■ **The task**: Take the listing that follows and copy it precisely.
______________________________
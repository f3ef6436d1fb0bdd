// Not every test binary uses every helper.
#![allow(dead_code)]

use parchment::{
    CaptureOptions, CapturedImage, ExportPipeline, ExportPipelineBuilder, PageMarkup, RasterError,
    Rasterizer,
};
use serde_json::{Value, json};
use std::sync::Arc;
use std::sync::atomic::{AtomicUsize, Ordering};
use std::time::Duration;

pub type TestResult = Result<(), Box<dyn std::error::Error>>;

/// A scriptable capture backend: optional fixed delay, optional failure,
/// and a call counter to observe suppressed duplicate triggers.
pub struct ScriptedRasterizer {
    pub delay: Duration,
    pub fail: bool,
    pub calls: AtomicUsize,
}

impl ScriptedRasterizer {
    pub fn instant() -> Self {
        Self { delay: Duration::ZERO, fail: false, calls: AtomicUsize::new(0) }
    }

    pub fn slow(delay: Duration) -> Self {
        Self { delay, ..Self::instant() }
    }

    pub fn failing() -> Self {
        Self { fail: true, ..Self::instant() }
    }

    pub fn call_count(&self) -> usize {
        self.calls.load(Ordering::SeqCst)
    }
}

impl Rasterizer for ScriptedRasterizer {
    fn capture(
        &self,
        markup: &PageMarkup,
        options: &CaptureOptions,
    ) -> Result<CapturedImage, RasterError> {
        self.calls.fetch_add(1, Ordering::SeqCst);
        if !self.delay.is_zero() {
            std::thread::sleep(self.delay);
        }
        if self.fail {
            return Err(RasterError::Failed("simulated tainted canvas".into()));
        }
        let width = (markup.size.width * options.scale).round() as u32;
        let height = (markup.size.height * options.scale).round() as u32;
        Ok(CapturedImage {
            width_px: width,
            height_px: height,
            scale: options.scale,
            rgb: vec![255; (width * height * 3) as usize],
            png: vec![0x89, b'P', b'N', b'G'],
        })
    }
}

/// A pipeline with a hermetic (empty) font store writing into `dir`.
pub fn real_pipeline(dir: &std::path::Path) -> ExportPipeline {
    ExportPipelineBuilder::new()
        .with_output_dir(dir)
        .with_font_data(Vec::new())
        .build()
}

/// A pipeline whose captures go through the given scripted backend.
pub fn scripted_pipeline(
    dir: &std::path::Path,
    rasterizer: Arc<ScriptedRasterizer>,
) -> ExportPipeline {
    ExportPipelineBuilder::new()
        .with_output_dir(dir)
        .with_font_data(Vec::new())
        .with_rasterizer(rasterizer)
        .build()
}

pub fn sample_certificate() -> Value {
    json!({
        "certificateType": "Academic Excellence",
        "student": { "firstName": "Ana", "lastName": "Lee" },
        "certificateNumber": "CERT-001",
        "issueDate": "2025-01-10"
    })
}

pub fn sample_transcript() -> Value {
    json!({
        "student": { "firstName": "Ben", "lastName": "Okafor", "studentId": "S-42" },
        "academicYear": "2025/2026",
        "grades": [
            { "subject": "Mathematics", "score": 91.0 },
            { "subject": "History", "score": 74.5 },
            { "subject": "Biology", "score": 88.0 }
        ],
        "attendancePercentage": 96.5
    })
}

pub fn sample_id_card() -> Value {
    json!({
        "student": { "firstName": "Mia", "lastName": "Park", "studentId": "S-7", "className": "5B" },
        "academicYear": "2025/2026",
        "schoolName": "Hillside School"
    })
}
______________________________
■ **Exercise result**:
repository f3ef6436d1fb0bdd
// Not every test binary uses every helper.
#![allow(dead_code)]

use parchment::{
    CaptureOptions, CapturedImage, ExportPipeline, ExportPipelineBuilder, PageMarkup, RasterError,
    Rasterizer,
};
use serde_json::{Value, json};
use std::sync::Arc;
use std::sync::atomic::{AtomicUsize, Ordering};
use std::time::Duration;

pub type TestResult = Result<(), Box<dyn std::error::Error>>;

/// A scriptable capture backend: optional fixed delay, optional failure,
/// and a call counter to observe suppressed duplicate triggers.
pub struct ScriptedRasterizer {
    pub delay: Duration,
    pub fail: bool,
    pub calls: AtomicUsize,
}

impl ScriptedRasterizer {
    pub fn instant() -> Self {
        Self { delay: Duration::ZERO, fail: false, calls: AtomicUsize::new(0) }
    }

    pub fn slow(delay: Duration) -> Self {
        Self { delay, ..Self::instant() }
    }

    pub fn failing() -> Self {
        Self { fail: true, ..Self::instant() }
    }

    pub fn call_count(&self) -> usize {
        self.calls.load(Ordering::SeqCst)
    }
}

impl Rasterizer for ScriptedRasterizer {
    fn capture(
        &self,
        markup: &PageMarkup,
        options: &CaptureOptions,
    ) -> Result<CapturedImage, RasterError> {
        self.calls.fetch_add(1, Ordering::SeqCst);
        if !self.delay.is_zero() {
            std::thread::sleep(self.delay);
        }
        if self.fail {
            return Err(RasterError::Failed("simulated tainted canvas".into()));
        }
        let width = (markup.size.width * options.scale).round() as u32;
        let height = (markup.size.height * options.scale).round() as u32;
        Ok(CapturedImage {
            width_px: width,
            height_px: height,
            scale: options.scale,
            rgb: vec![255; (width * height * 3) as usize],
            png: vec![0x89, b'P', b'N', b'G'],
        })
    }
}

/// A pipeline with a hermetic (empty) font store writing into `dir`.
pub fn real_pipeline(dir: &std::path::Path) -> ExportPipeline {
    ExportPipelineBuilder::new()
        .with_output_dir(dir)
        .with_font_data(Vec::new())
        .build()
}

/// A pipeline whose captures go through the given scripted backend.
pub fn scripted_pipeline(
    dir: &std::path::Path,
    rasterizer: Arc<ScriptedRasterizer>,
) -> ExportPipeline {
    ExportPipelineBuilder::new()
        .with_output_dir(dir)
        .with_font_data(Vec::new())
        .with_rasterizer(rasterizer)
        .build()
}

pub fn sample_certificate() -> Value {
    json!({
        "certificateType": "Academic Excellence",
        "student": { "firstName": "Ana", "lastName": "Lee" },
        "certificateNumber": "CERT-001",
        "issueDate": "2025-01-10"
    })
}

pub fn sample_transcript() -> Value {
    json!({
        "student": { "firstName": "Ben", "lastName": "Okafor", "studentId": "S-42" },
        "academicYear": "2025/2026",
        "grades": [
            { "subject": "Mathematics", "score": 91.0 },
            { "subject": "History", "score": 74.5 },
            { "subject": "Biology", "score": 88.0 }
        ],
        "attendancePercentage": 96.5
    })
}

pub fn sample_id_card() -> Value {
    json!({
        "student": { "firstName": "Mia", "lastName": "Park", "studentId": "S-7", "className": "5B" },
        "academicYear": "2025/2026",
        "schoolName": "Hillside School"
    })
}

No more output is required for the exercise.